Теперь проверьте структуру и ее тип с помощью фрагмента кода, приведенного ниже —
>>> data <Structure id = 2fat> >>> print(type(data)) <class 'Bio.PDB.Structure.Structure'>
Хорошо, структура заголовка хранит информацию словаря. Для этого введите следующую команду —
>>> print(data.header.keys()) dict_keys([ 'name', 'head', 'deposition_date', 'release_date', 'structure_method', 'resolution', 'structure_reference', 'journal_reference', 'author', 'compound', 'source', 'keywords', 'journal']) >>>
Чтобы получить имя, используйте следующий код —
>>> print(data.header["name"]) an anti-urokinase plasminogen activator receptor (upar) antibody: crystal structure and binding epitope >>>
Вы также можете проверить дату и разрешение с помощью приведенного ниже кода —
>>> print(data.header["release_date"]) 2006-11-14 >>> print(data.header["resolution"]) 1.77
Структура PDB
Структура PDB состоит из одной модели, содержащей две цепочки.
- цепь L, содержащая количество остатков
- цепь H, содержащая количество остатков
Каждый остаток состоит из нескольких атомов, каждый из которых имеет трехмерную позицию, представленную координатами (x, y, z).

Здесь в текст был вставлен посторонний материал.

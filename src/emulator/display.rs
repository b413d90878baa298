use super::basics::{Frame, BLANK_FRAME, SCREEN_HEIGHT, SCREEN_WIDTH};

/// The 64x32 monochrome screen plus a flag telling whether it changed since
/// the last snapshot was taken.
pub struct Framebuffer {
    pixels: Frame,
    dirty: bool,
}

impl Framebuffer {
    pub fn new() -> Framebuffer {
        Framebuffer {
            pixels: BLANK_FRAME,
            dirty: false,
        }
    }

    /// Clears the entire display to black.
    pub fn clear(&mut self) {
        self.pixels = BLANK_FRAME;
        self.dirty = true;
    }

    /// XORs an 8 pixel wide sprite onto the screen at `(x, y)`, one byte per
    /// row, most significant bit leftmost. Coordinates wrap around both edges.
    ///
    /// Returns true if any lit pixel was switched off.
    pub fn draw_sprite(&mut self, x: u8, y: u8, rows: &[u8]) -> bool {
        let mut collision = false;
        for (y_off, row) in rows.iter().enumerate() {
            for x_off in 0..8 {
                if row & (0x80 >> x_off) == 0 {
                    continue;
                }
                let px = (x as usize + x_off) % SCREEN_WIDTH as usize;
                let py = (y as usize + y_off) % SCREEN_HEIGHT as usize;
                let pixel = &mut self.pixels[px][py];
                collision |= *pixel;
                *pixel = !*pixel;
                self.dirty = true;
            }
        }
        collision
    }

    pub fn get(&self, x: u8, y: u8) -> bool {
        self.pixels[x as usize % SCREEN_WIDTH as usize][y as usize % SCREEN_HEIGHT as usize]
    }

    pub fn is_dirty(&self) -> bool {
        self.dirty
    }

    /// Copies the current picture out and clears the dirty flag.
    pub fn take_snapshot(&mut self) -> Frame {
        self.dirty = false;
        self.pixels
    }

    pub fn pixels(&self) -> &Frame {
        &self.pixels
    }
}

impl Default for Framebuffer {
    fn default() -> Self {
        Framebuffer::new()
    }
}
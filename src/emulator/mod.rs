pub mod ascii_display;
pub mod basics;
pub mod display;
pub mod errors;
pub mod memory;
pub mod observer;
pub mod program;
pub mod registers;
pub mod renderer;
pub mod scheduler;
pub mod vm;
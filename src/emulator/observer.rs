use super::errors::VmError;
use log::{error, info, warn};
use std::sync::{Arc, Mutex};

/// Receives the events a running machine reports. Nothing an observer does
/// feeds back into execution.
pub trait Observer {
    /// A fault was detected. Recoverable faults are reported here and the
    /// machine carries on; fatal ones are also returned from `step`.
    fn fault(&mut self, fault: &VmError);

    /// The sound timer reached zero.
    fn sound(&mut self) {}
}

/// Forwards every event to the `log` facade.
#[derive(Default)]
pub struct LogObserver;

impl Observer for LogObserver {
    fn fault(&mut self, fault: &VmError) {
        match fault {
            VmError::UnknownOpcode { .. } => error!("{}", fault),
            _ => warn!("{}", fault),
        }
    }

    fn sound(&mut self) {
        info!("beep");
    }
}

/// Keeps every event in memory. Clones share the same record, so one clone
/// can be handed to the machine and the other inspected afterwards.
#[derive(Clone, Default)]
pub struct RecordingObserver {
    faults: Arc<Mutex<Vec<VmError>>>,
    sounds: Arc<Mutex<usize>>,
}

impl RecordingObserver {
    pub fn new() -> RecordingObserver {
        RecordingObserver::default()
    }

    pub fn faults(&self) -> Vec<VmError> {
        self.faults.lock().map(|f| f.clone()).unwrap_or_default()
    }

    pub fn sound_count(&self) -> usize {
        self.sounds.lock().map(|s| *s).unwrap_or_default()
    }
}

impl Observer for RecordingObserver {
    fn fault(&mut self, fault: &VmError) {
        if let Ok(mut faults) = self.faults.lock() {
            faults.push(fault.clone());
        }
    }

    fn sound(&mut self) {
        if let Ok(mut sounds) = self.sounds.lock() {
            *sounds += 1;
        }
    }
}
pub const MEMORY_SIZE: usize = 4096;
pub const SCREEN_WIDTH: u8 = 64;
pub const SCREEN_HEIGHT: u8 = 32;
pub const FONT_OFFSET: u16 = 0;
pub const FONT_GLYPH_SIZE: u16 = 5;
pub const STACK_DEPTH: usize = 16;
pub const REGISTER_COUNT: usize = 16;
pub const PROGRAM_START: u16 = 0x200;
pub const MAX_PROGRAM_SIZE: usize = MEMORY_SIZE - PROGRAM_START as usize;

/// Register 0xF, overwritten by arithmetic, shifts and sprite draws.
pub const FLAG_REGISTER: Register = Register(0xF);

/// Hex digits 0-F, five rows each, four pixels wide.
pub const FONT_SPRITES: [u8; 80] = [
    0xF0, 0x90, 0x90, 0x90, 0xF0, // 0
    0x20, 0x60, 0x20, 0x20, 0x70, // 1
    0xF0, 0x10, 0xF0, 0x80, 0xF0, // 2
    0xF0, 0x10, 0xF0, 0x10, 0xF0, // 3
    0x90, 0x90, 0xF0, 0x10, 0x10, // 4
    0xF0, 0x80, 0xF0, 0x10, 0xF0, // 5
    0xF0, 0x80, 0xF0, 0x90, 0xF0, // 6
    0xF0, 0x10, 0x20, 0x40, 0x40, // 7
    0xF0, 0x90, 0xF0, 0x90, 0xF0, // 8
    0xF0, 0x90, 0xF0, 0x10, 0xF0, // 9
    0xF0, 0x90, 0xF0, 0x90, 0x90, // A
    0xE0, 0x90, 0xE0, 0x90, 0xE0, // B
    0xF0, 0x80, 0x80, 0x80, 0xF0, // C
    0xE0, 0x90, 0x90, 0x90, 0xE0, // D
    0xF0, 0x80, 0xF0, 0x80, 0xF0, // E
    0xF0, 0x80, 0xF0, 0x80, 0x80, // F
];

pub const FONT_END: u16 = FONT_OFFSET + FONT_SPRITES.len() as u16;

/// A 64x32 monochrome picture, indexed `[x][y]`.
pub type Frame = [[bool; SCREEN_HEIGHT as usize]; SCREEN_WIDTH as usize];

pub const BLANK_FRAME: Frame = [[false; SCREEN_HEIGHT as usize]; SCREEN_WIDTH as usize];

#[derive(PartialEq, Eq, Clone, Copy, Debug)]
pub struct Address(pub u16);

impl Address {
    /// Moves to the next instruction word.
    pub fn advance(&mut self) {
        self.0 = self.0.wrapping_add(2);
    }

    pub fn offset(self, by: u16) -> Address {
        Address(self.0.wrapping_add(by))
    }
}

#[derive(PartialEq, Eq, Clone, Copy, Debug)]
pub struct Register(pub u8);

#[derive(PartialEq, Eq, Clone, Copy, Debug)]
pub struct Value(pub u8);
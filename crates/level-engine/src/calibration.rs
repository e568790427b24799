use crate::error::EngineError;
use glam::Vec3;
use level_config::NormalizationPolicy;
use level_sensor::Sample;

/// Calibration state and normalization for one accelerometer stream.
///
/// A calibration request is captured lazily: the next sample passed to
/// [`Calibrator::apply`] becomes the zero reference, so that sample itself
/// normalizes to exactly zero.
#[derive(Debug, Clone)]
pub struct Calibrator {
    offset: Vec3,
    pending: bool,
    policy: NormalizationPolicy,
}

impl Calibrator {
    pub fn new(policy: NormalizationPolicy) -> Self {
        Self {
            offset: Vec3::ZERO,
            pending: false,
            policy,
        }
    }

    /// Capture the next sample as the zero reference.
    pub fn request(&mut self) {
        self.pending = true;
    }

    pub fn is_pending(&self) -> bool {
        self.pending
    }

    /// Raw reading captured at the most recent calibration point.
    pub fn offset(&self) -> Vec3 {
        self.offset
    }

    /// Process one sample: capture it if a calibration is pending, then
    /// normalize it against the current offset.
    ///
    /// Capture happens even when the sample's range makes normalization
    /// impossible.
    pub fn apply(&mut self, sample: &Sample) -> Result<Vec3, EngineError> {
        if self.pending {
            self.offset = sample.values;
            self.pending = false;
            tracing::info!(
                offset_x = self.offset.x,
                offset_y = self.offset.y,
                offset_z = self.offset.z,
                "Calibration captured"
            );
        }
        normalize(self.policy, sample.values - self.offset, sample.max_range)
    }
}

impl Default for Calibrator {
    fn default() -> Self {
        Self::new(NormalizationPolicy::default())
    }
}

/// Scale a calibrated reading by the sensor range under `policy`.
pub fn normalize(
    policy: NormalizationPolicy,
    calibrated: Vec3,
    max_range: f32,
) -> Result<Vec3, EngineError> {
    if !max_range.is_finite() || max_range <= 0.0 {
        return Err(EngineError::NormalizationUnavailable { max_range });
    }

    let scaled = match policy {
        NormalizationPolicy::Plain => calibrated,
        NormalizationPolicy::Quantized { step } if step > 0.0 && step.is_finite() => {
            Vec3::from_array(calibrated.to_array().map(|c| (c / step).trunc() * step))
        }
        // A degenerate step quantizes nothing.
        NormalizationPolicy::Quantized { .. } => calibrated,
    };
    Ok(scaled / max_range)
}
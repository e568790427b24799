use crate::types::Sample;
use std::sync::{Arc, Mutex, PoisonError};
use thiserror::Error;

#[derive(Debug, Error, Clone, PartialEq, Eq)]
pub enum SensorError {
    #[error("No accelerometer available")]
    Unavailable,
}

/// Receives samples from a [`SensorSource`].
///
/// Called on the source's delivery context. Implementations must not call
/// [`SensorSource::stop`] on the delivering source from inside `on_sample`.
pub trait SampleSubscriber: Send + Sync {
    fn on_sample(&self, sample: &Sample);
}

/// A single tri-axis accelerometer that can be subscribed to.
pub trait SensorSource: Send + Sync {
    /// Register `subscriber` for sample delivery, replacing any previous one.
    ///
    /// Returns [`SensorError::Unavailable`] when the source has no
    /// accelerometer. Nothing is ever delivered in that case.
    fn start(&self, subscriber: Arc<dyn SampleSubscriber>) -> Result<(), SensorError>;

    /// Deregister the current subscriber. Once this returns the subscriber
    /// is not invoked again, even if a delivery was in flight.
    fn stop(&self);
}

/// Registration cell shared by source implementations.
///
/// Dispatch holds the lock for the duration of the subscriber call, so
/// [`SubscriberSlot::clear`] waits out an in-flight delivery.
#[derive(Default)]
pub struct SubscriberSlot {
    current: Mutex<Option<Arc<dyn SampleSubscriber>>>,
}

impl SubscriberSlot {
    pub fn new() -> Self {
        Self::default()
    }

    pub fn register(&self, subscriber: Arc<dyn SampleSubscriber>) {
        *self.current.lock().unwrap_or_else(PoisonError::into_inner) = Some(subscriber);
    }

    /// Remove the subscriber. Returns whether one was registered.
    pub fn clear(&self) -> bool {
        self.current
            .lock()
            .unwrap_or_else(PoisonError::into_inner)
            .take()
            .is_some()
    }

    pub fn is_registered(&self) -> bool {
        self.current
            .lock()
            .unwrap_or_else(PoisonError::into_inner)
            .is_some()
    }

    /// Deliver `sample` to the registered subscriber, if any.
    pub fn dispatch(&self, sample: &Sample) -> bool {
        let guard = self.current.lock().unwrap_or_else(PoisonError::into_inner);
        match guard.as_ref() {
            Some(subscriber) => {
                subscriber.on_sample(sample);
                true
            }
            None => false,
        }
    }
}
//! Calibration and normalization of accelerometer samples.
//!
//! [`OrientationEngine`] subscribes to a [`level_sensor::SensorSource`],
//! subtracts the zero reference captured by the most recent calibration,
//! divides by the sensor's range and hands the result to an
//! [`OrientationListener`].

pub mod calibration;
pub mod engine;
pub mod error;
pub mod listener;

pub use calibration::{normalize, Calibrator};
pub use engine::OrientationEngine;
pub use error::EngineError;
pub use level_config::NormalizationPolicy;
pub use listener::OrientationListener;
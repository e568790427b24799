use glam::Vec3;
use serde::{Deserialize, Serialize};

#[derive(Debug, Clone, Default, Serialize, Deserialize)]
#[serde(default)]
pub struct AppConfig {
    /// Accelerometer source configuration.
    pub sensor: SensorConfig,
    /// Calibration and normalization.
    pub engine: EngineConfig,
    /// Bubble indicator mapping.
    pub display: DisplayConfig,
}

#[derive(Debug, Clone, Serialize, Deserialize)]
#[serde(default)]
pub struct SensorConfig {
    /// Whether an accelerometer is present. `false` simulates a device without one.
    pub enabled: bool,
    /// Reported sensor name.
    pub name: String,
    /// Maximum magnitude the sensor can report, in its native unit (m/s^2).
    pub max_range: f32,
    /// Delivery interval hint in milliseconds.
    pub sample_interval_ms: u64,
    /// Constant offset added to every simulated reading, like a device lying
    /// on a slightly uneven surface.
    #[serde(with = "vec3_serde")]
    pub mounting_bias: Vec3,
    /// Peak simulated tilt in degrees.
    pub tilt_amplitude_deg: f32,
    /// Period of one simulated tilt oscillation in seconds.
    pub tilt_period_secs: f32,
}

impl Default for SensorConfig {
    fn default() -> Self {
        Self {
            enabled: true,
            name: "Simulated 3-axis accelerometer".into(),
            max_range: 19.6133,
            // Matches the platform's "normal" delay of ~200ms.
            sample_interval_ms: 200,
            mounting_bias: Vec3::new(0.15, -0.1, 0.0),
            tilt_amplitude_deg: 1.5,
            tilt_period_secs: 12.0,
        }
    }
}

#[derive(Debug, Clone, Default, Serialize, Deserialize)]
#[serde(default)]
pub struct EngineConfig {
    pub normalization: NormalizationPolicy,
}

/// How a calibrated reading is mapped onto the sensor's range.
#[derive(Debug, Clone, Copy, Default, PartialEq, Serialize, Deserialize)]
#[serde(tag = "mode", rename_all = "snake_case")]
pub enum NormalizationPolicy {
    /// `(raw - offset) / max_range`.
    #[default]
    Plain,
    /// Truncate `raw - offset` toward zero to a multiple of `step` before
    /// dividing. Produces a dead zone of width `step` around level.
    Quantized { step: f32 },
}

#[derive(Debug, Clone, Serialize, Deserialize)]
#[serde(default)]
pub struct DisplayConfig {
    /// Amplification applied to normalized values before positioning the bubble.
    /// Small tilts would otherwise barely move it.
    pub scale: f32,
    /// Capture a fresh zero reference every time the level becomes visible.
    pub recalibrate_on_resume: bool,
    /// Number of character cells used to draw one tube.
    pub tube_length: usize,
}

impl Default for DisplayConfig {
    fn default() -> Self {
        Self {
            scale: 10.0,
            recalibrate_on_resume: true,
            tube_length: 21,
        }
    }
}

// Stored as a plain `[x, y, z]` array in TOML.
mod vec3_serde {
    use glam::Vec3;
    use serde::{Deserialize, Deserializer, Serialize, Serializer};

    pub fn serialize<S: Serializer>(v: &Vec3, s: S) -> Result<S::Ok, S::Error> {
        [v.x, v.y, v.z].serialize(s)
    }

    pub fn deserialize<'de, D: Deserializer<'de>>(d: D) -> Result<Vec3, D::Error> {
        let [x, y, z] = <[f32; 3]>::deserialize(d)?;
        Ok(Vec3::new(x, y, z))
    }
}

Давайте узнаем, как получить структуру атома подробно в следующем разделе —
модель
Метод Structure.get_models () возвращает итератор для моделей. Это определено ниже —
>>> model = data.get_models() >>> model <generator object get_models at 0x103fa1c80> >>> models = list(model) >>> models [<Model id = 0>] >>> type(models[0]) <class 'Bio.PDB.Model.Model'>
Здесь Модель описывает ровно одну трехмерную конформацию. Он содержит одну или несколько цепочек.
цепь
Метод Model.get_chain () возвращает итератор по цепочкам. Это определено ниже —
>>> chains = list(models[0].get_chains()) >>> chains [<Chain id = L>, <Chain id = H>] >>> type(chains[0]) <class 'Bio.PDB.Chain.Chain'>
Здесь Chain описывает правильную полипептидную структуру, то есть последовательную последовательность связанных остатков.
остаток
Метод Chain.get_residues () возвращает итератор для остатков. Это определено ниже —
>>> residue = list(chains[0].get_residues()) >>> len(residue) 293 >>> residue1 = list(chains[1].get_residues()) >>> len(residue1) 311
Ну, остаток содержит атомы, которые принадлежат аминокислоте.
атомы
Residue.get_atom () возвращает итератор для атомов, как определено ниже —
>>> atoms = list(residue[0].get_atoms()) >>> atoms [<Atom N>, <Atom CA>, <Atom C>, <Atom Ov, <Atom CB>, <Atom CG>, <Atom OD1>, <Atom OD2>]
Атом содержит трехмерную координату атома и называется вектором. Определяется ниже
>>> atoms[0].get_vector() <Vector 18.49, 73.26, 44.16>
Он представляет значения координат x, y и z.